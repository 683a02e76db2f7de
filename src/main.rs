//! Swagger From Routes - Command-line tool for generating Swagger documentation.
//!
//! This binary loads route table manifests (YAML or JSON) and assembles them into a
//! Swagger 2.0 document.
//!
//! # Usage
//!
//! ```bash
//! swagger-from-routes [OPTIONS] <PATH>
//! ```
//!
//! # Examples
//!
//! Generate YAML documentation:
//! ```bash
//! swagger-from-routes ./routes -o swagger.yaml
//! ```
//!
//! Generate JSON documentation with a custom title:
//! ```bash
//! swagger-from-routes ./routes/api.yaml -f json --title "Shop API" -o swagger.json
//! ```
//!
//! Enable verbose logging:
//! ```bash
//! swagger-from-routes ./routes -v
//! ```

use anyhow::Result;
use clap::Parser;
use log::info;
use swagger_from_routes::cli;

fn main() -> Result<()> {
    // Parse once to read the verbose flag before the logger exists
    let args_for_verbose = cli::CliArgs::parse();

    let log_level = if args_for_verbose.verbose {
        log::LevelFilter::Debug
    } else {
        log::LevelFilter::Info
    };

    env_logger::Builder::from_default_env()
        .filter_level(log_level)
        .init();

    info!("Swagger From Routes starting...");

    let args = cli::parse_args_from_parsed(args_for_verbose)?;
    cli::run(args)?;

    info!("Swagger document generation completed successfully");

    Ok(())
}
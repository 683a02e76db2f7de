use crate::manifest::load_manifest;
use crate::route::StaticRouteTable;
use crate::scanner::FileScanner;
use crate::serializer::{serialize_json, serialize_yaml, write_to_file};
use crate::swagger_builder::SwaggerBuilder;
use anyhow::{Context, Result};
use clap::{Parser, ValueEnum};
use log::{debug, info, warn};
use std::path::PathBuf;

/// Swagger From Routes - Generate Swagger 2.0 documentation from route table manifests
#[derive(Parser, Debug)]
#[command(name = "swagger-from-routes")]
#[command(author, version, about, long_about = None)]
pub struct CliArgs {
    /// Manifest file, or directory searched for *.yaml, *.yml and *.json manifests
    #[arg(value_name = "PATH")]
    pub manifest_path: PathBuf,

    /// Output format (yaml or json)
    #[arg(short = 'f', long = "format", value_enum, default_value = "yaml")]
    pub output_format: OutputFormat,

    /// Output file path (if not specified, outputs to stdout)
    #[arg(short = 'o', long = "output", value_name = "FILE")]
    pub output_path: Option<PathBuf>,

    /// API title, overriding the manifest's info section
    #[arg(long = "title")]
    pub title: Option<String>,

    /// API version, overriding the manifest's info section
    #[arg(long = "api-version")]
    pub api_version: Option<String>,

    /// Enable verbose output
    #[arg(short = 'v', long = "verbose")]
    pub verbose: bool,
}

/// Output format options
#[derive(Debug, Clone, Copy, ValueEnum)]
pub enum OutputFormat {
    /// YAML format
    Yaml,
    /// JSON format
    Json,
}

/// Parse command line arguments
pub fn parse_args() -> Result<CliArgs> {
    let args = CliArgs::parse();
    parse_args_from_parsed(args)
}

/// Validate and log already-parsed arguments
pub fn parse_args_from_parsed(args: CliArgs) -> Result<CliArgs> {
    debug!("Parsed arguments: {:?}", args);

    if !args.manifest_path.exists() {
        anyhow::bail!(
            "Manifest path does not exist: {}",
            args.manifest_path.display()
        );
    }

    info!("Manifest path: {}", args.manifest_path.display());
    info!("Output format: {:?}", args.output_format);
    match &args.output_path {
        Some(output) => info!("Output file: {}", output.display()),
        None => info!("Output: stdout"),
    }

    Ok(args)
}

/// Run the main workflow
pub fn run(args: CliArgs) -> Result<()> {
    info!("Starting Swagger document generation...");

    // Step 1: Collect manifests
    let scan_result = FileScanner::new(args.manifest_path.clone()).scan()?;
    info!("Found {} manifest files", scan_result.manifest_files.len());
    for warning in &scan_result.warnings {
        warn!("{}", warning);
    }
    if scan_result.manifest_files.is_empty() {
        anyhow::bail!("No manifest files found at {}", args.manifest_path.display());
    }

    // Step 2: Load every manifest into one route table
    let mut table = StaticRouteTable::new();
    let mut title = None;
    let mut version = None;
    for path in &scan_result.manifest_files {
        let manifest = load_manifest(path)?;
        if let Some(manifest_info) = &manifest.info {
            title = title.or_else(|| manifest_info.title.clone());
            version = version.or_else(|| manifest_info.version.clone());
        }
        let routes = manifest
            .route_table()
            .with_context(|| format!("Invalid manifest: {}", path.display()))?;
        debug!("{} declares {} routes", path.display(), routes.len());
        table.merge(routes);
    }
    info!("Loaded {} routes", table.len());
    if table.is_empty() {
        warn!("No routes found in the manifests");
    }

    // Step 3: Assemble the document
    let mut builder = SwaggerBuilder::new();
    let title = args.title.clone().or(title);
    let version = args.api_version.clone().or(version);
    if title.is_some() || version.is_some() {
        builder = builder.with_info(
            title.unwrap_or_else(|| "swagger project".to_string()),
            version.unwrap_or_else(|| "0.0.1".to_string()),
        );
    }
    builder.add_table(&table)?;
    let document = builder.build();
    info!(
        "Swagger document built with {} paths and {} definitions",
        document.paths.len(),
        document.definitions.len()
    );

    // Step 4: Serialize and output
    let content = match args.output_format {
        OutputFormat::Yaml => serialize_yaml(&document)?,
        OutputFormat::Json => serialize_json(&document)?,
    };
    match &args.output_path {
        Some(output_path) => {
            write_to_file(&content, output_path)?;
            info!("Successfully wrote Swagger document to {}", output_path.display());
        }
        None => println!("{}", content),
    }

    Ok(())
}

#[cfg(test)]
mod tests {
    use super::*;
    use std::fs;
    use tempfile::TempDir;

    const MANIFEST: &str = r#"
info:
  title: Pets
routes:
  - rule: /pets/<int:pet_id>
    methods: [GET, DELETE]
    handler:
      module: app.pets
      name: pet
      doc: "Pet\n---\n"
"#;

    fn args(path: PathBuf, output: PathBuf) -> CliArgs {
        CliArgs {
            manifest_path: path,
            output_format: OutputFormat::Json,
            output_path: Some(output),
            title: None,
            api_version: None,
            verbose: false,
        }
    }

    #[test]
    fn test_parse_args_rejects_missing_path() {
        let temp_dir = TempDir::new().unwrap();
        let missing = temp_dir.path().join("missing");
        assert!(parse_args_from_parsed(args(missing.clone(), missing)).is_err());
    }

    #[test]
    fn test_cli_parses_flags() {
        let parsed = CliArgs::try_parse_from([
            "swagger-from-routes",
            "routes.yaml",
            "-f",
            "json",
            "--title",
            "Shop",
            "--api-version",
            "3.0.1",
            "-v",
        ])
        .unwrap();
        assert!(matches!(parsed.output_format, OutputFormat::Json));
        assert_eq!(parsed.title.as_deref(), Some("Shop"));
        assert_eq!(parsed.api_version.as_deref(), Some("3.0.1"));
        assert!(parsed.verbose);
        assert!(parsed.output_path.is_none());
    }

    #[test]
    fn test_run_writes_document() {
        let temp_dir = TempDir::new().unwrap();
        let manifest = temp_dir.path().join("routes.yaml");
        fs::write(&manifest, MANIFEST).unwrap();
        let output = temp_dir.path().join("out/swagger.json");

        let mut cli_args = args(temp_dir.path().to_path_buf(), output.clone());
        cli_args.api_version = Some("9.9.9".to_string());
        run(cli_args).unwrap();

        let doc: serde_json::Value =
            serde_json::from_str(&fs::read_to_string(&output).unwrap()).unwrap();
        assert_eq!(doc["info"]["title"], "Pets");
        assert_eq!(doc["info"]["version"], "9.9.9");
        let item = &doc["paths"]["/pets/{pet_id}"];
        assert!(item["get"].is_object());
        assert!(item["delete"]["responses"]["204"].is_object());
    }

    #[test]
    fn test_run_fails_without_manifests() {
        let temp_dir = TempDir::new().unwrap();
        let output = temp_dir.path().join("swagger.json");
        assert!(run(args(temp_dir.path().to_path_buf(), output)).is_err());
    }
}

---------------

> _WORK ORDER_
Line by line, check the material above for the word "stdout", then give the number of lines that hold it and nothing else.

> _RESPONSE TO THIS EXERCISE_
2